IMSI treatment is a variation of ICSI that we use to aid the sperm selection for fertilisation. This technique uses an even higher power magnification to visualize inside the sperm, allowing our specialists to pick the sperm with the highest chance of achieving a successful fertilisation.

This technique is particularly important in cases of repeated IVF failure where we undertake sperm DNA fragmentation analysis. DNA fragmentation occurs when there is an alteration or a break in one of the DNA strands inside the sperm itself and can affect the possibility of a successful pregnancy. We have very good results with IMSI.

How does IMSI work?

IMSI uses a high power light microscope, enhanced by digital imaging, to magnify a sperm sample more than 6,000 times its normal size. This enables the embryologist to detect problems and subtle structural alterations that a normal microscope cannot see. The embryologist then selects the sperm with the most normally-shaped nuclei and highest level of motility.

The procedure is otherwise very similar to ICSI. Fertility drugs are given to the female to stimulate egg production in the ovaries. Once the leading follicle in an ovary grows to 17-22mm, the eggs are ready to be collected. The female is given a hormone injection of human chorionic gonadotrophin (hCG) around 36 hours before the egg collection procedure takes place. The hCG injection stimulates the eggs to mature.

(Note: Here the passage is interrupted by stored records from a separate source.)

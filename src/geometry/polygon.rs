//! Ray-casting point-in-polygon test.
//!
//! Coordinates are treated as a flat plane with `x = longitude` and
//! `y = latitude`. A point lying exactly on an edge or vertex counts as
//! inside, matching the inclusive `distance <= radius` rule for circles.

use super::LatLng;

/// Tolerance for the collinearity test used by the on-edge check.
const EDGE_EPSILON: f64 = 1e-12;

/// Returns the ring without a trailing vertex that repeats the first one.
pub(crate) fn open_ring(vertices: &[LatLng]) -> &[LatLng] {
    match (vertices.first(), vertices.last()) {
        (Some(first), Some(last)) if vertices.len() > 1 && first == last => {
            &vertices[..vertices.len() - 1]
        }
        _ => vertices,
    }
}

fn on_segment(p: LatLng, a: LatLng, b: LatLng) -> bool {
    let (px, py) = (p.longitude, p.latitude);
    let (ax, ay) = (a.longitude, a.latitude);
    let (bx, by) = (b.longitude, b.latitude);

    let cross = (bx - ax) * (py - ay) - (by - ay) * (px - ax);
    let scale = (bx - ax).abs().max((by - ay).abs()).max(1.0);
    if cross.abs() > EDGE_EPSILON * scale {
        return false;
    }

    px >= ax.min(bx) && px <= ax.max(bx) && py >= ay.min(by) && py <= ay.max(by)
}

/// Ray casting over an open ring of at least three vertices.
///
/// Callers validate the vertex count.
pub(crate) fn ray_cast(point: LatLng, ring: &[LatLng]) -> bool {
    let n = ring.len();
    let (x, y) = (point.longitude, point.latitude);

    let mut inside = false;
    let mut j = n - 1;
    for i in 0..n {
        let vi = ring[i];
        let vj = ring[j];

        if on_segment(point, vj, vi) {
            return true;
        }

        let (xi, yi) = (vi.longitude, vi.latitude);
        let (xj, yj) = (vj.longitude, vj.latitude);
        if (yi > y) != (yj > y) {
            let x_cross = (xj - xi) * (y - yi) / (yj - yi) + xi;
            if x < x_cross {
                inside = !inside;
            }
        }
        j = i;
    }

    inside
}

Under light sedation, the eggs are collected using an ultrasound guided vaginal probe to locate the follicles and aspirate its contents. The eggs are then placed in culture in our state of the art laboratory. In the laboratory, the embryologists will inject the one carefully selected sperm into each egg.

How long do IMSI embryos take to develop?

The embryologist will look for signs of fertilisation the day after the sperm is injected into each egg. Embryos can be transferred at any stage from the second day to the sixth day after the initial procedure. The embryos should reach the blastocyst stage by day five or six.

Is IMSI for me?

IMSI may be recommended to those who have failed IVF cycles in the past, or for couples who have a component of male infertility. IMSI can be more expensive than traditional IVF treatment.

Whilst this technique is not evidence based, the clinic will only offer it when your consultant deems it appropriate for the treatment.